In a post-policy media briefing, RBI Governor Urjit Patel said, “retreat in energy prices has led to a decline in inflation.”
The MPC kept the repo rate unchanged at 6.50 percent and retained the stance of calibrated tightening of monetary policy in line with the objective of achieving the medium-term target for consumer price index (CPI) inflation of 4 percent within a band of plus or minus 2 percent.
India’s retail inflation for October cooled off to 3.31 percent from 3.7 percent in September and lower than the RBI's and the government’s comfort zone of 4 percent (+/- 2 percent), for the medium term.
In its policy document, the MPC listed out the following key factors that affected the inflation forecast:
- There have been several important developments since the October policy which will have a bearing on the inflation outlook. Despite a significant scaling down of inflation projections in the October policy primarily due to moderation in food inflation, subsequent readings have continued to surprise on the downside with the food group slipping into deflation. The broad-based weakening of food prices imparts a downward bias to the headline inflation trajectory, going forward.
- Secondly, in contrast to the food group, there has been a broad-based increase in inflation in non-food groups.
- Thirdly, international crude oil prices have declined sharply since the last policy; the price of Indian crude basket collapsed to below $60 a barrel by end-November after touching $85 a barrel in early October. However, selling prices, as reported by firms polled in the Reserve Bank’s latest IOS, are expected to edge up further in Q4 on the back of increased demand.
- Fourthly, global financial markets have continued to be volatile with EME currencies showing a somewhat appreciating bias in the last one month.

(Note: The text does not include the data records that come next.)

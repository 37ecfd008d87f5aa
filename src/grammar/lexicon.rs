use std::collections::{HashMap, HashSet};
use std::path::Path;

use serde::{Deserialize, Serialize};
use tracing::info;

use super::{normalize, Decision, GrammarResolver};
use crate::error::DialogueError;

/// Semantic tags attached to one phrase. A phrase may carry more than one tag.
#[derive(Debug, Clone, Default, PartialEq, Eq, Serialize, Deserialize)]
pub struct GrammarEntry {
    #[serde(default, skip_serializing_if = "Option::is_none")]
    pub person: Option<String>,
    #[serde(default, skip_serializing_if = "Option::is_none")]
    pub day: Option<String>,
    #[serde(default, skip_serializing_if = "Option::is_none")]
    pub time: Option<String>,
}

impl GrammarEntry {
    pub fn person(name: &str) -> Self {
        Self { person: Some(name.to_string()), ..Self::default() }
    }

    pub fn day(day: &str) -> Self {
        Self { day: Some(day.to_string()), ..Self::default() }
    }

    pub fn time(time: &str) -> Self {
        Self { time: Some(time.to_string()), ..Self::default() }
    }
}

/// Static lexicon loaded once at startup and never mutated afterwards.
#[derive(Debug, Clone, PartialEq, Serialize, Deserialize)]
pub struct Lexicon {
    #[serde(default)]
    entries: HashMap<String, GrammarEntry>,
    #[serde(default)]
    decisions: HashMap<String, Decision>,
    #[serde(default)]
    help: HashSet<String>,
}

impl Default for Lexicon {
    fn default() -> Self {
        Self::builtin()
    }
}

impl Lexicon {
    pub fn builtin() -> Self {
        let entries = [
            ("vlad", GrammarEntry::person("Vladislav Maraev")),
            ("aya", GrammarEntry::person("Nayat Astaiza Soriano")),
            ("victoria", GrammarEntry::person("Victoria Daniilidou")),
            ("g", GrammarEntry::person("Gong tianyi")),
            ("monday", GrammarEntry::day("Monday")),
            ("tuesday", GrammarEntry::day("Tuesday")),
            ("today", GrammarEntry::day("today")),
            ("tomorrow", GrammarEntry::day("tomorrow")),
            ("10", GrammarEntry::time("10:00")),
            ("11", GrammarEntry::time("11:00")),
            ("10 am", GrammarEntry::time("10:00")),
            ("10 o’clock", GrammarEntry::time("10:00")),
            ("10 o'clock", GrammarEntry::time("10:00")),
            ("11 am", GrammarEntry::time("11:00")),
            ("2 pm", GrammarEntry::time("14:00")),
            ("14", GrammarEntry::time("14:00")),
            ("16:30", GrammarEntry::time("16:30")),
        ];

        let decisions = [
            ("yes", Decision::Yes),
            ("of course", Decision::Yes),
            ("sure", Decision::Yes),
            ("absolutely", Decision::Yes),
            ("no", Decision::No),
            ("no way", Decision::No),
            ("nope", Decision::No),
            ("nah", Decision::No),
        ];

        Self {
            entries: entries.into_iter().map(|(k, v)| (k.to_string(), v)).collect(),
            decisions: decisions.into_iter().map(|(k, v)| (k.to_string(), v)).collect(),
            help: ["help", "help me", "what can i say"].into_iter().map(String::from).collect(),
        }
    }

    /// Parse a lexicon from its JSON form. Keys are normalized on the way in
    /// so that hand-written files may use any casing.
    pub fn from_json_str(raw: &str) -> Result<Self, DialogueError> {
        let parsed: Lexicon = serde_json::from_str(raw)?;
        Ok(parsed.normalized())
    }

    pub fn load(path: &Path) -> Result<Self, DialogueError> {
        let raw = std::fs::read_to_string(path)?;
        let lexicon = Self::from_json_str(&raw)?;
        info!(
            path = %path.display(),
            entries = lexicon.entries.len(),
            decisions = lexicon.decisions.len(),
            "Lexicon loaded"
        );
        Ok(lexicon)
    }

    fn normalized(self) -> Self {
        Self {
            entries: self.entries.into_iter().map(|(k, v)| (normalize(&k), v)).collect(),
            decisions: self.decisions.into_iter().map(|(k, v)| (normalize(&k), v)).collect(),
            help: self.help.iter().map(|k| normalize(k)).collect(),
        }
    }

    fn entry(&self, utterance: &str) -> Option<&GrammarEntry> {
        self.entries.get(&normalize(utterance))
    }

    pub fn len(&self) -> usize {
        self.entries.len() + self.decisions.len()
    }

    pub fn is_empty(&self) -> bool {
        self.entries.is_empty() && self.decisions.is_empty()
    }
}

impl GrammarResolver for Lexicon {
    fn resolve_person(&self, utterance: &str) -> Option<String> {
        self.entry(utterance).and_then(|e| e.person.clone())
    }

    fn resolve_day(&self, utterance: &str) -> Option<String> {
        self.entry(utterance).and_then(|e| e.day.clone())
    }

    fn resolve_time(&self, utterance: &str) -> Option<String> {
        self.entry(utterance).and_then(|e| e.time.clone())
    }

    fn resolve_yes_no(&self, utterance: &str) -> Option<Decision> {
        self.decisions.get(&normalize(utterance)).copied()
    }

    fn is_known_utterance(&self, utterance: &str) -> bool {
        let key = normalize(utterance);
        self.entries.contains_key(&key) || self.decisions.contains_key(&key) || self.help.contains(&key)
    }

    fn is_help_request(&self, utterance: &str) -> bool {
        self.help.contains(&normalize(utterance))
    }
}
use tokio::sync::{mpsc, watch};
use tokio_util::sync::CancellationToken;
use tracing::{debug, info, warn};

use crate::error::DialogueError;
use crate::kernel::event::Event;
use crate::kernel::machine::DialogueState;
use crate::kernel::reactor::Reactor;
use crate::kernel::scheduler::SideEffect;
use crate::speech::SpeechCollaborator;

/// Turn driver: feeds collaborator notifications into the reactor one at a
/// time and carries out the directives it returns.
pub struct Orchestrator<S: SpeechCollaborator> {
    reactor: Reactor,
    speech: S,
    events: mpsc::Receiver<Event>,
    shutdown: CancellationToken,
    state_tx: watch::Sender<DialogueState>,
}

impl<S: SpeechCollaborator> Orchestrator<S> {
    pub fn new(reactor: Reactor, speech: S, events: mpsc::Receiver<Event>, shutdown: CancellationToken) -> Self {
        let (state_tx, _) = watch::channel(reactor.state);
        Self {
            reactor,
            speech,
            events,
            shutdown,
            state_tx,
        }
    }

    /// Observe the current dialogue state. Intermediate states may be skipped
    /// by a slow reader; only the latest one is kept.
    pub fn subscribe(&self) -> watch::Receiver<DialogueState> {
        self.state_tx.subscribe()
    }

    /// Runs until the shutdown token fires. Hands the reactor back so callers
    /// can inspect the final state and telemetry.
    pub async fn run(mut self) -> Result<Reactor, DialogueError> {
        let boot = self.reactor.boot();
        self.execute(boot)?;

        loop {
            tokio::select! {
                _ = self.shutdown.cancelled() => {
                    info!("Shutdown requested");
                    break;
                }
                event = self.events.recv() => {
                    let Some(event) = event else {
                        return Err(DialogueError::ChannelClosed);
                    };
                    debug!(?event, "Event");
                    let effects = self.reactor.step(event);
                    self.state_tx.send_replace(self.reactor.state);
                    self.execute(effects)?;
                }
            }
        }

        if let Err(e) = self.speech.cancel() {
            warn!("Failed to cancel speech on shutdown: {}", e);
        }
        Ok(self.reactor)
    }

    fn execute(&mut self, effects: Vec<SideEffect>) -> Result<(), DialogueError> {
        for effect in effects {
            match effect {
                SideEffect::Prepare => self.speech.prepare()?,
                SideEffect::Speak { turn, text } => self.speech.speak(turn, &text)?,
                SideEffect::Listen { turn, nlu } => self.speech.listen(turn, nlu)?,
                SideEffect::Cancel => self.speech.cancel()?,
            }
        }
        Ok(())
    }
}
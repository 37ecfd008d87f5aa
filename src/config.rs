use std::{env, fmt::Display, path::PathBuf, str::FromStr, time::Duration};

use anyhow::Context;

use crate::error::DialogueError;
use crate::grammar::Lexicon;

const ENV_PREFIX: &str = "APPT_DM__";

#[derive(Debug, Clone, PartialEq)]
pub struct DialogueConfig {
    /// Recognitions below this score are treated as no-input.
    pub confidence_threshold: f32,
    /// NLU entities are only consulted when the NLU result reaches this score.
    pub nlu_confidence_threshold: f32,
    /// Passed through on every listen directive.
    pub use_nlu: bool,
    pub no_input_timeout_ms: u64,
    /// `None` keeps re-prompting forever.
    pub max_retries: Option<u32>,
    /// Replaces the built-in lexicon when set.
    pub lexicon_path: Option<PathBuf>,
    /// External program that speaks its first argument, e.g. `say`.
    pub tts_command: Option<String>,
}

impl Default for DialogueConfig {
    fn default() -> Self {
        Self {
            confidence_threshold: 0.6,
            nlu_confidence_threshold: 0.6,
            use_nlu: false,
            no_input_timeout_ms: 5000,
            max_retries: None,
            lexicon_path: None,
            tts_command: None,
        }
    }
}

impl DialogueConfig {
    pub fn validate(&self) -> Result<(), DialogueError> {
        check_unit("CONFIDENCE_THRESHOLD", self.confidence_threshold)?;
        check_unit("NLU_CONFIDENCE_THRESHOLD", self.nlu_confidence_threshold)?;
        if self.no_input_timeout_ms == 0 {
            return Err(DialogueError::Config {
                key: format!("{ENV_PREFIX}NO_INPUT_TIMEOUT_MS"),
                reason: "must be greater than zero".to_string(),
            });
        }
        Ok(())
    }

    pub fn no_input_timeout(&self) -> Duration {
        Duration::from_millis(self.no_input_timeout_ms)
    }

    pub fn lexicon(&self) -> Result<Lexicon, DialogueError> {
        match &self.lexicon_path {
            Some(path) => Lexicon::load(path),
            None => Ok(Lexicon::builtin()),
        }
    }
}

fn check_unit(key: &str, value: f32) -> Result<(), DialogueError> {
    if (0.0..=1.0).contains(&value) {
        Ok(())
    } else {
        Err(DialogueError::Config {
            key: format!("{ENV_PREFIX}{key}"),
            reason: format!("{value} is outside [0, 1]"),
        })
    }
}

pub fn from_env() -> anyhow::Result<DialogueConfig> {
    from_lookup(|key| env::var(key).ok())
}

/// Builds the config from an arbitrary variable source. Unset variables keep
/// their defaults.
pub fn from_lookup<F>(lookup: F) -> anyhow::Result<DialogueConfig>
where
    F: Fn(&str) -> Option<String>,
{
    let get = |key: &str| lookup(&format!("{ENV_PREFIX}{key}"));
    let mut config = DialogueConfig::default();

    if let Some(v) = parse_opt(&get, "CONFIDENCE_THRESHOLD")? {
        config.confidence_threshold = v;
    }
    if let Some(v) = parse_opt(&get, "NLU_CONFIDENCE_THRESHOLD")? {
        config.nlu_confidence_threshold = v;
    }
    if let Some(v) = parse_opt(&get, "USE_NLU")? {
        config.use_nlu = v;
    }
    if let Some(v) = parse_opt(&get, "NO_INPUT_TIMEOUT_MS")? {
        config.no_input_timeout_ms = v;
    }
    config.max_retries = parse_opt(&get, "MAX_RETRIES")?;
    config.lexicon_path = get("LEXICON_PATH").map(PathBuf::from);
    config.tts_command = get("TTS_COMMAND").filter(|c| !c.trim().is_empty());

    config.validate().context("configuration rejected")?;
    Ok(config)
}

fn parse_opt<T, G>(get: &G, key: &str) -> anyhow::Result<Option<T>>
where
    T: FromStr,
    T::Err: Display,
    G: Fn(&str) -> Option<String>,
{
    match get(key) {
        None => Ok(None),
        Some(raw) => raw
            .trim()
            .parse::<T>()
            .map(Some)
            .map_err(|e| anyhow::anyhow!("{e}"))
            .with_context(|| format!("could not parse environment variable {ENV_PREFIX}{key}={raw:?}")),
    }
}
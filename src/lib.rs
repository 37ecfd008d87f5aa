pub mod config;
pub mod error;
pub mod grammar;
pub mod kernel;
pub mod orchestrator;
pub mod speech;

// Re-export specific items for convenient access
pub use kernel::reactor::Reactor;
pub use orchestrator::Orchestrator;
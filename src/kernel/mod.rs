pub mod event;
pub mod gate;
pub mod machine;
pub mod reactor;
pub mod scheduler;
pub mod state;
pub mod telemetry;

- Finally, the effect of the 7th Central Pay Commission’s HRA increase has continued to wane along expected lines.
However, the MPC also noted although recent food inflation numbers have surprised on the downside and prices of petroleum products have softened considerably, it is important to monitor closely watch the trajectory due to short-term uncertainties.
The repo rate has been hiked twice so far this year -- in June by 25 basis points and in August by an equal measure. The last time it was hike before that was in January 2014, when it was increased by 25 bps to 8.00 percent. Since then, it has either been cut or kept as is.One basis point is a hundredth of a percentage point.